**About this exercise**: Only lines holding the word "routines" are wanted from the records; copy all of them.

**Listed entries**:
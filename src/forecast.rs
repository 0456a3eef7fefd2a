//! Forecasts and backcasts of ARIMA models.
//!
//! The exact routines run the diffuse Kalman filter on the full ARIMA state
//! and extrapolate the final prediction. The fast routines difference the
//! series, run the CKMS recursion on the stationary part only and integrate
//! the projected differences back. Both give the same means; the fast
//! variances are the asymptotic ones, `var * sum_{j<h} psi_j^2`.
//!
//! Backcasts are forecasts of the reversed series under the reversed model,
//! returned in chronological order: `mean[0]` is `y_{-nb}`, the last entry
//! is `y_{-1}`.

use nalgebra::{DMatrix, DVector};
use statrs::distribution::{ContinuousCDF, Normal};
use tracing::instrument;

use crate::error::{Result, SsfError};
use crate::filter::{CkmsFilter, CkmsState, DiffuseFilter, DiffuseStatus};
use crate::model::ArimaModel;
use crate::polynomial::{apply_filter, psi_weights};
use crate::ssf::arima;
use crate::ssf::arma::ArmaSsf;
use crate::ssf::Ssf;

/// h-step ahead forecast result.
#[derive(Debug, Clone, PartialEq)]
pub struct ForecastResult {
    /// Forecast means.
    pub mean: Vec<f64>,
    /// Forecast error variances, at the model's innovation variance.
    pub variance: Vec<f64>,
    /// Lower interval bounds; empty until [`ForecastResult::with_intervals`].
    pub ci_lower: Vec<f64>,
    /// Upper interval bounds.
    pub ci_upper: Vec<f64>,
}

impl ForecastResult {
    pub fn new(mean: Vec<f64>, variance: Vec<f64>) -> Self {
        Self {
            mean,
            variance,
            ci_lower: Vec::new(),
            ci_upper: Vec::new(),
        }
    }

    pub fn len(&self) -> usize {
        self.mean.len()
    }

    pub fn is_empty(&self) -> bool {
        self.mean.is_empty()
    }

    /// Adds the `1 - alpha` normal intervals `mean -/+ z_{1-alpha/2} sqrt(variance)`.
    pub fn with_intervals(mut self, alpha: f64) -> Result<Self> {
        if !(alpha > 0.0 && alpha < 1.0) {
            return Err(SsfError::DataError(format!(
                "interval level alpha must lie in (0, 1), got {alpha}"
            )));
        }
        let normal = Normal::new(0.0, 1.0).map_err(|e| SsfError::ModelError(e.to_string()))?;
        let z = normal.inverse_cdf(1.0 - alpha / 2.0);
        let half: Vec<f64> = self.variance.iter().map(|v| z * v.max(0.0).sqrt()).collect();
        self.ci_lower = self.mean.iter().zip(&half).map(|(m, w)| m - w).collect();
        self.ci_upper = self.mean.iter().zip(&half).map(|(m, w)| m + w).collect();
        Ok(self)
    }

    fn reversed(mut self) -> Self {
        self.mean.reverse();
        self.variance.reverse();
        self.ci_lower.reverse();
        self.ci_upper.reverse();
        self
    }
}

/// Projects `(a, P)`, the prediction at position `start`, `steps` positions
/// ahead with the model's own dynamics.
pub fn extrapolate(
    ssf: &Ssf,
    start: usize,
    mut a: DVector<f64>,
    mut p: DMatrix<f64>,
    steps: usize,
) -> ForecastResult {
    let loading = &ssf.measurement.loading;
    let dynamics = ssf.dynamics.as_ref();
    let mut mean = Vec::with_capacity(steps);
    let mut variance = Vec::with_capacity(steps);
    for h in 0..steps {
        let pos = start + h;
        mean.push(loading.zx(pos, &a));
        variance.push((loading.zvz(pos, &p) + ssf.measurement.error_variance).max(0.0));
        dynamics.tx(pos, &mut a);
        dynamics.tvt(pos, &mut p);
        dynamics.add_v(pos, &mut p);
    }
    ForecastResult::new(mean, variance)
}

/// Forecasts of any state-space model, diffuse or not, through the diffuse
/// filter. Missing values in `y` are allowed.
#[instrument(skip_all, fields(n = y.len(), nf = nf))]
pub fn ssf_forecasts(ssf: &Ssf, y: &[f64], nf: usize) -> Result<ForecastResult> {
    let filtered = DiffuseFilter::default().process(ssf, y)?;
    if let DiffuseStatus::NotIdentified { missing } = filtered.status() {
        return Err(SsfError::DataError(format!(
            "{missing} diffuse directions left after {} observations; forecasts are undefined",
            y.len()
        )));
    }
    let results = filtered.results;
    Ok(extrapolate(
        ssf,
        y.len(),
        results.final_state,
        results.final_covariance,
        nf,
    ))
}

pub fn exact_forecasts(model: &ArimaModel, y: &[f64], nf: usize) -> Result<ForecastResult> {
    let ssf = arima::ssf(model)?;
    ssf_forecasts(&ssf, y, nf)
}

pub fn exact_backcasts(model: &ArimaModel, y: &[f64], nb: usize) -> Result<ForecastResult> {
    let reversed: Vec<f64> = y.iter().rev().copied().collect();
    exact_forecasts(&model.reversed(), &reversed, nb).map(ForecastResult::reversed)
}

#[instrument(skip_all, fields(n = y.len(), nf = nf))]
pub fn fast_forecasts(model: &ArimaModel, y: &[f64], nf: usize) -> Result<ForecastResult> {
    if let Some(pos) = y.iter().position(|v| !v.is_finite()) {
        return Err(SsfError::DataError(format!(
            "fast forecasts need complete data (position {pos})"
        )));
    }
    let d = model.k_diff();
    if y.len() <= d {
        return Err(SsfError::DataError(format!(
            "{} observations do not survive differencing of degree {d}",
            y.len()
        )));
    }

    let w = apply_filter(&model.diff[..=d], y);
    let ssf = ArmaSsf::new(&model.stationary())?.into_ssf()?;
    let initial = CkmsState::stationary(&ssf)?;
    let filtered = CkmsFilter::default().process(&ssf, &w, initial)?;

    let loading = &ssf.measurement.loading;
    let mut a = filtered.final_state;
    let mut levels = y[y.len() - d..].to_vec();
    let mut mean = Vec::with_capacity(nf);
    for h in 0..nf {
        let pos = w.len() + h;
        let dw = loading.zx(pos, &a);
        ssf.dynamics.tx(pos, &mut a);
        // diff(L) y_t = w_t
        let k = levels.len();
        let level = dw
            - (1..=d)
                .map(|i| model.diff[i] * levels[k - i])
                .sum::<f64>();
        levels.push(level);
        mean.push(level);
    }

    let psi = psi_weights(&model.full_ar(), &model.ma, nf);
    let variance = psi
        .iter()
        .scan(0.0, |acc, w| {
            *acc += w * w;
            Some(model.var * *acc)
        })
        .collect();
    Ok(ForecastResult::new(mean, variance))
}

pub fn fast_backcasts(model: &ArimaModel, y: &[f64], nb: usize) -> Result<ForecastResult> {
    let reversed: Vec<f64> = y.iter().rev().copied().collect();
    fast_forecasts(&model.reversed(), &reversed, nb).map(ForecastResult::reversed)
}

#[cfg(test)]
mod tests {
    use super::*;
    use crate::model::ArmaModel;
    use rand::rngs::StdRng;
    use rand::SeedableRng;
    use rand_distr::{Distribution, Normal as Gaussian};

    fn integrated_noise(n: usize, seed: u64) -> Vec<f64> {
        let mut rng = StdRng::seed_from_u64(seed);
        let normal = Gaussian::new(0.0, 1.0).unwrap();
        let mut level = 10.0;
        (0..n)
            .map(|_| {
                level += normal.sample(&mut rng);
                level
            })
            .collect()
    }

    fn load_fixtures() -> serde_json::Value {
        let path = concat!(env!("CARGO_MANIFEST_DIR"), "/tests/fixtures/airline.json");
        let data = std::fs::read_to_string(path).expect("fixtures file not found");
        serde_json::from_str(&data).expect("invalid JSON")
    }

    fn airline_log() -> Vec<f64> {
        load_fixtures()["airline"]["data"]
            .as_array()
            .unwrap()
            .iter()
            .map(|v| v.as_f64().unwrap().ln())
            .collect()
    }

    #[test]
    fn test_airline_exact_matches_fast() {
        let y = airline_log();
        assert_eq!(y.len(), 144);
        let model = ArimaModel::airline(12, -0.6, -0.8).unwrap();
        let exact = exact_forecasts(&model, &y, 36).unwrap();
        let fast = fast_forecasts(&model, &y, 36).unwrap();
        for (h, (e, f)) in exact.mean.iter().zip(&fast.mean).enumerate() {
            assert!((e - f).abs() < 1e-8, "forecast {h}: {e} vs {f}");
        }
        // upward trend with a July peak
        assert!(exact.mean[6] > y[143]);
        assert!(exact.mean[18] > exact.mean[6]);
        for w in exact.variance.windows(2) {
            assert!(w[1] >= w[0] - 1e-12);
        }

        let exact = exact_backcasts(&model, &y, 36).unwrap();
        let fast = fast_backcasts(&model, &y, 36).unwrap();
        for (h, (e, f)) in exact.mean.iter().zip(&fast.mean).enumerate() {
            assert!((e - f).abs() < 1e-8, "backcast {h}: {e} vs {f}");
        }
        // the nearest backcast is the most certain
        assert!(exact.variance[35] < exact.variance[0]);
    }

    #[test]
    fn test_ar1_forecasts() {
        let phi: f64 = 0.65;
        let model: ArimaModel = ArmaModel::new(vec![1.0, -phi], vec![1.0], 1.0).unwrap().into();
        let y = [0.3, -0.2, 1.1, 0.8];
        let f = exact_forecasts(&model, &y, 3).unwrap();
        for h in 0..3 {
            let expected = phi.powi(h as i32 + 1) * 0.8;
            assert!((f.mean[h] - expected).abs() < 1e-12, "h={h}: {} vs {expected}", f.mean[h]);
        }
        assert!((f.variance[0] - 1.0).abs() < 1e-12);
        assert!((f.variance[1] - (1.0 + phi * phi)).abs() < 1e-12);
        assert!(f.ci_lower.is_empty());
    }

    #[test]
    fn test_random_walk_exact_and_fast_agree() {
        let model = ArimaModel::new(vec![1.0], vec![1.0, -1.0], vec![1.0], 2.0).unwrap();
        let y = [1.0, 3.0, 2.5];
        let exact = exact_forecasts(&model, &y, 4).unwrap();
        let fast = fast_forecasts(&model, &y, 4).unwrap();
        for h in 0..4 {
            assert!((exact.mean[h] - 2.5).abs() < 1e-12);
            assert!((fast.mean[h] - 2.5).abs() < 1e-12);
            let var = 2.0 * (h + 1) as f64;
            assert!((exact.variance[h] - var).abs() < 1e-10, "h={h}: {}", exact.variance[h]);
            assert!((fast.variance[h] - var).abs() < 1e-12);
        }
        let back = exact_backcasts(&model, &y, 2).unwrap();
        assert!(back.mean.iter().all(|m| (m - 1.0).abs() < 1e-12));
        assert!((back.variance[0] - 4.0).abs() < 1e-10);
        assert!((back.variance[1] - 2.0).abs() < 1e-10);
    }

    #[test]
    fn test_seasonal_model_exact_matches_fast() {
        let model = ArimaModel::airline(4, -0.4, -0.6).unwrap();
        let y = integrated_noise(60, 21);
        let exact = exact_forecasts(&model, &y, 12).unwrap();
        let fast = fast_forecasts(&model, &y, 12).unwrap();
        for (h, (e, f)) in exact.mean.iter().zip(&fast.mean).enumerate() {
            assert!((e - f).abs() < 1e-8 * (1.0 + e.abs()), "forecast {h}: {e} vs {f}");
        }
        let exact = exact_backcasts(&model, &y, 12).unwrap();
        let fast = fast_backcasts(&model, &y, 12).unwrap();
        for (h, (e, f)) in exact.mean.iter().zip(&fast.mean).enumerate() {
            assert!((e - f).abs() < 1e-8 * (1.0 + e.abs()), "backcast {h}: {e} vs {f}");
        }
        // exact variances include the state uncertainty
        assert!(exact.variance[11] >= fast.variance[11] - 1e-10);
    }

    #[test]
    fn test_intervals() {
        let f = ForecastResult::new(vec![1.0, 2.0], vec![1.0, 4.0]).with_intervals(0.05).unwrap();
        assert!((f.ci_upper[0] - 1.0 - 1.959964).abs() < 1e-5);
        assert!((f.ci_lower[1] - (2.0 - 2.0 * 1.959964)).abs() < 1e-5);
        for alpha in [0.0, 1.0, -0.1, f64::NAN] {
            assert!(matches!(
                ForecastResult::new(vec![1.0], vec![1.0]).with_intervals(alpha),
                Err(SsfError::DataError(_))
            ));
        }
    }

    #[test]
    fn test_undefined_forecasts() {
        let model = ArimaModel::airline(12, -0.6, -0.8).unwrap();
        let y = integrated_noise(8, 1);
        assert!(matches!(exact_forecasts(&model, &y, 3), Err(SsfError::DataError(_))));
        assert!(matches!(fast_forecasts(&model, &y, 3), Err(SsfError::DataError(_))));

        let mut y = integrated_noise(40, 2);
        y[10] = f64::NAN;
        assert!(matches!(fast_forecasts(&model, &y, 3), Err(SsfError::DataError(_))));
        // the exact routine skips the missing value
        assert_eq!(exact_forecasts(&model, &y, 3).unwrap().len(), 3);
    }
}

**Answer to this problem**:
//! The exact routines run the diffuse Kalman filter on the full ARIMA state
//! and extrapolate the final prediction. The fast routines difference the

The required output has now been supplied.